Gleaning non-trivial structural, functional and evolutionary information about proteins by iterative database searches

Abstract

Using a number of diverse protein families as test cases, we investigate the ability of the recently developed iterative sequence database search method, PSI-BLAST, to identify subtle relationships between proteins that originally have been deemed detectable only at the level of structure-structure comparison. We show that PSI-BLAST can detect many, though not all, of such relationships, but the success critically depends on the optimal choice of the query sequence used to initiate the search. Generally, there is a correlation between the diversity of the sequences detected in the first pass of database screening and the ability of a given query to detect subtle relationships in subsequent iterations.

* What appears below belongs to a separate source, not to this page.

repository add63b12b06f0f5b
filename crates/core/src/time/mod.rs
pub mod calendar;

Accordingly, a thorough analysis of protein superfamilies at the sequence level is necessary in order to maximize the chances of gleaning non-trivial structural and functional inferences, as opposed to a single search, initiated, for example, with the sequence of a protein whose structure is available. This strategy is illustrated by several findings, each of which involves an unexpected structural prediction: (i) a number of previously undetected proteins with the HSP70-actin fold are identified, including a highly conserved and nearly ubiquitous family of metal-dependent proteases (typified by bacterial O-sialoglycoprotease) that represent an adaptation of this fold to a new type of enzymatic activity; (ii) we show that, contrary to the previous conclusions, ATP-dependent and NAD-dependent DNA ligases are confidently predicted to possess the same fold; (iii) the C-terminal domain of 3-phosphoglycerate dehydrogenase, which binds serine and is involved in allosteric regulation of the enzyme activity, is shown to typify a new superfamily of ligand-binding, regulatory domains found primarily in enzymes and regulators of amino acid and purine metabolism; (iv) the immunoglobulin-like DNA-binding domain previously identified in the structures of transcription factors NFkappaB and NFAT is shown to be a member of a distinct superfamily of intracellular and extracellular domains with the immunoglobulin fold; and (v) the Rag-2 subunit of the V-D-J recombinase is shown to contain a kelch-type beta-propeller domain which rules out its evolutionary relationship with bacterial transposases.